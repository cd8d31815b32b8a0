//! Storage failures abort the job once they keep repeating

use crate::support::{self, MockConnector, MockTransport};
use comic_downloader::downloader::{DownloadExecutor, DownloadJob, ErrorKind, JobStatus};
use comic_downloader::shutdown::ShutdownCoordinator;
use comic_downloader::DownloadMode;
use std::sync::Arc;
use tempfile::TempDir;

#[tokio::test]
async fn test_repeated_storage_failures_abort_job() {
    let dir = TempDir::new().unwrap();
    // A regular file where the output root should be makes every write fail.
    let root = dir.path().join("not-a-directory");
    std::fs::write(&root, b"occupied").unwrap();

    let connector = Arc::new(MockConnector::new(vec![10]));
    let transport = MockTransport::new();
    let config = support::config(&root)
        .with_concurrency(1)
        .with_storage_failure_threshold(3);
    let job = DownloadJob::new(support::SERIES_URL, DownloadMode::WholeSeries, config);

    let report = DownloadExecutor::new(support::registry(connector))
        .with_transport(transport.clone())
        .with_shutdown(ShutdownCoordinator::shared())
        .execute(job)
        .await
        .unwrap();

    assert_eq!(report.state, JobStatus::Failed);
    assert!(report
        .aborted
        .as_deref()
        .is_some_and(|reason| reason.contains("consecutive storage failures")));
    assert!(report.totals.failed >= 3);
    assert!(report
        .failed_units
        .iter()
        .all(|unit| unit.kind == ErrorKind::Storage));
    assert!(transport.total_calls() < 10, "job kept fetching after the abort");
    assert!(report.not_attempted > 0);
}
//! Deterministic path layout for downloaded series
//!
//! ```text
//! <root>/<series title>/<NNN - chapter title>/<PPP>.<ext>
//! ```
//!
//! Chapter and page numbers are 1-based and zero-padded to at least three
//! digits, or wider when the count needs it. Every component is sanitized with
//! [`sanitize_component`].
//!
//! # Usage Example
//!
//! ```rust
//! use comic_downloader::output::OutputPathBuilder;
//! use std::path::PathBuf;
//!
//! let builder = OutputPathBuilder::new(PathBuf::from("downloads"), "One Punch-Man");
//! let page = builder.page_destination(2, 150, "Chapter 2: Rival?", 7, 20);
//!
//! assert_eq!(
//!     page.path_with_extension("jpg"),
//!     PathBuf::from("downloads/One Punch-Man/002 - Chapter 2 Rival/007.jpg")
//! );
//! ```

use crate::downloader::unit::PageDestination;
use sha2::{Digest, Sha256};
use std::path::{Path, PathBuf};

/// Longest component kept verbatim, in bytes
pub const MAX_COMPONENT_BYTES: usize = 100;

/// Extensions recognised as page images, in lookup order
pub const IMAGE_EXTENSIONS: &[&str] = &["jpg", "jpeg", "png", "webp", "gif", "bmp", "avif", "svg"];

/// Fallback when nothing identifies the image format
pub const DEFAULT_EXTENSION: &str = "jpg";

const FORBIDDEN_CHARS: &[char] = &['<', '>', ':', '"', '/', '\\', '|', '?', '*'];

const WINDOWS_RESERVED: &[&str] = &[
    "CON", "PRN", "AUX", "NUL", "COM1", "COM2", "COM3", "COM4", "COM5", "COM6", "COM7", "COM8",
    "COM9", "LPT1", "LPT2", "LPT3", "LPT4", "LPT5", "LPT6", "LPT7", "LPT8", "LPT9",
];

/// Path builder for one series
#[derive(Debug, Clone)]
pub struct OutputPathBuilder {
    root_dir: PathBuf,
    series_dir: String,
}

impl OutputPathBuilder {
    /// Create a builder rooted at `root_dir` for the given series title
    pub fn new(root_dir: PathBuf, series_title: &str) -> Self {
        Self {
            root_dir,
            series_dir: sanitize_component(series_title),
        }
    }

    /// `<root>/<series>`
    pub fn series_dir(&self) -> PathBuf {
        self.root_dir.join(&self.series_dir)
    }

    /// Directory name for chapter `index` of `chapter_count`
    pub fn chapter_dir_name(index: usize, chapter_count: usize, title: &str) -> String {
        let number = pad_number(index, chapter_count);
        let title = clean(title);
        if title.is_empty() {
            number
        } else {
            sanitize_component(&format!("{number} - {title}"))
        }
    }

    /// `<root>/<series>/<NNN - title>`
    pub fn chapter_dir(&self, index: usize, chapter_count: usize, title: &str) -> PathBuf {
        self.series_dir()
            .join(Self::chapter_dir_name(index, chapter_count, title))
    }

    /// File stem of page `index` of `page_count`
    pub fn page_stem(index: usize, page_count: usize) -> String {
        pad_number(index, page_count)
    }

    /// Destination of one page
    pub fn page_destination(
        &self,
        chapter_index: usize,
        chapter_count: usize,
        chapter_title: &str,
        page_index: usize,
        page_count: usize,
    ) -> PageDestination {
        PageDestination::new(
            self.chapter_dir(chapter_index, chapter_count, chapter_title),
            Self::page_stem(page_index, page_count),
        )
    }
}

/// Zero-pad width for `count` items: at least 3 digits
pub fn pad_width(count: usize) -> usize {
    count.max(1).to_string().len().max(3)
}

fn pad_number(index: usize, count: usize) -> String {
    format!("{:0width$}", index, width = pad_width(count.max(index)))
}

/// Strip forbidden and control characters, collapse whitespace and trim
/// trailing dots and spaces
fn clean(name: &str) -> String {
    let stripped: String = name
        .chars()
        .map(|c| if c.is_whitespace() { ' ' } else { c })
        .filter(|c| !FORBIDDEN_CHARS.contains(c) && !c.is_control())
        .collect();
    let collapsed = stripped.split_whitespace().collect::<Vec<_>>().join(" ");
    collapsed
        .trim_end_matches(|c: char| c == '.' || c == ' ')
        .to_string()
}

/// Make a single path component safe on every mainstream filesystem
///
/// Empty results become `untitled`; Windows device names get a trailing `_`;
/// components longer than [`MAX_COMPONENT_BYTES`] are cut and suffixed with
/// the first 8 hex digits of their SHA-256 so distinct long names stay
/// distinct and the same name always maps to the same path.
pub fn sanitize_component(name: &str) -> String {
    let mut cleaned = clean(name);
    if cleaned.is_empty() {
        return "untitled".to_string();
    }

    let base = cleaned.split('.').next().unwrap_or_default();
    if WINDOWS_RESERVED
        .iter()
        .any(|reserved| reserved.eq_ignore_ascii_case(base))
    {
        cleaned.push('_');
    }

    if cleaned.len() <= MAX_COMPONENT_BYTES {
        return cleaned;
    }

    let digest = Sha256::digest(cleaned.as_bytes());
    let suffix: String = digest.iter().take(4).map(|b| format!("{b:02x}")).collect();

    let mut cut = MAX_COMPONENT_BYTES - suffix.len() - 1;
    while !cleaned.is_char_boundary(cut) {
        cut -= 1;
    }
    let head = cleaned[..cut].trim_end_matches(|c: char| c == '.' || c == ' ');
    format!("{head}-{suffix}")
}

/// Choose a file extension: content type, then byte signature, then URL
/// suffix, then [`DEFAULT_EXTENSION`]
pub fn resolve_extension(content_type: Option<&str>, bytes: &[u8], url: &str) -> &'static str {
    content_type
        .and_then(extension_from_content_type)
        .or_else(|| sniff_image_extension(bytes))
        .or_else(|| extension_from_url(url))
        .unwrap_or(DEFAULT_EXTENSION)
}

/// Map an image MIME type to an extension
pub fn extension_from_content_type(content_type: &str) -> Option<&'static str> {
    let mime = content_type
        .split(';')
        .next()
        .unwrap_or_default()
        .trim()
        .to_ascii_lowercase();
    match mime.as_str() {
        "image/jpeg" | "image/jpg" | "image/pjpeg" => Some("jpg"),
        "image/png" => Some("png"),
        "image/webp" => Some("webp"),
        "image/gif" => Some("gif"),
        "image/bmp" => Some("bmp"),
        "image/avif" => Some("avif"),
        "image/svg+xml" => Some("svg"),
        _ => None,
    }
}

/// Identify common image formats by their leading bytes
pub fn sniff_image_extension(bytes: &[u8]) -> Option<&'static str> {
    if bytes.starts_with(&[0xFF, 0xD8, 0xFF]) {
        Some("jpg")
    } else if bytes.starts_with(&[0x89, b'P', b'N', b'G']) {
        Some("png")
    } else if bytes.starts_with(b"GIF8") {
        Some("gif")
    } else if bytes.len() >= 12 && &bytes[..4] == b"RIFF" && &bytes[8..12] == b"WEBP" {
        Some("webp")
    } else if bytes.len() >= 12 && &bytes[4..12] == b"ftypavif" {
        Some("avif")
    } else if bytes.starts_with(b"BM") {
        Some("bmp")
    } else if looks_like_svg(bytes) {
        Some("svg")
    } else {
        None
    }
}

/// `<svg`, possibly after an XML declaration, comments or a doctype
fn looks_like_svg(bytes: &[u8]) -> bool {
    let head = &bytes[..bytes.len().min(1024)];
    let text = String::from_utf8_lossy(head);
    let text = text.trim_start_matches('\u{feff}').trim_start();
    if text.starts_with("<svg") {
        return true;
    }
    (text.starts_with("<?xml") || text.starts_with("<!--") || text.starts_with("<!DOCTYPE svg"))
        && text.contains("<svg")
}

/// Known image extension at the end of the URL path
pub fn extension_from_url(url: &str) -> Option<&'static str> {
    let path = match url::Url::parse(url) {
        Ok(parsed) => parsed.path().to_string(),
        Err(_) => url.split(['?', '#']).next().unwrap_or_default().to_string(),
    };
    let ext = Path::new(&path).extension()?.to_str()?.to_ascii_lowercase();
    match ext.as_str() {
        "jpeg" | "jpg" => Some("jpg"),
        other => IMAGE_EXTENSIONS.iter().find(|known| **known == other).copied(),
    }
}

EXERCISE DIRECTIONS: For the listing above, find how many lines hold the word "kept". Only the number should be written.

SOLUTION TO THE EXERCISE: 2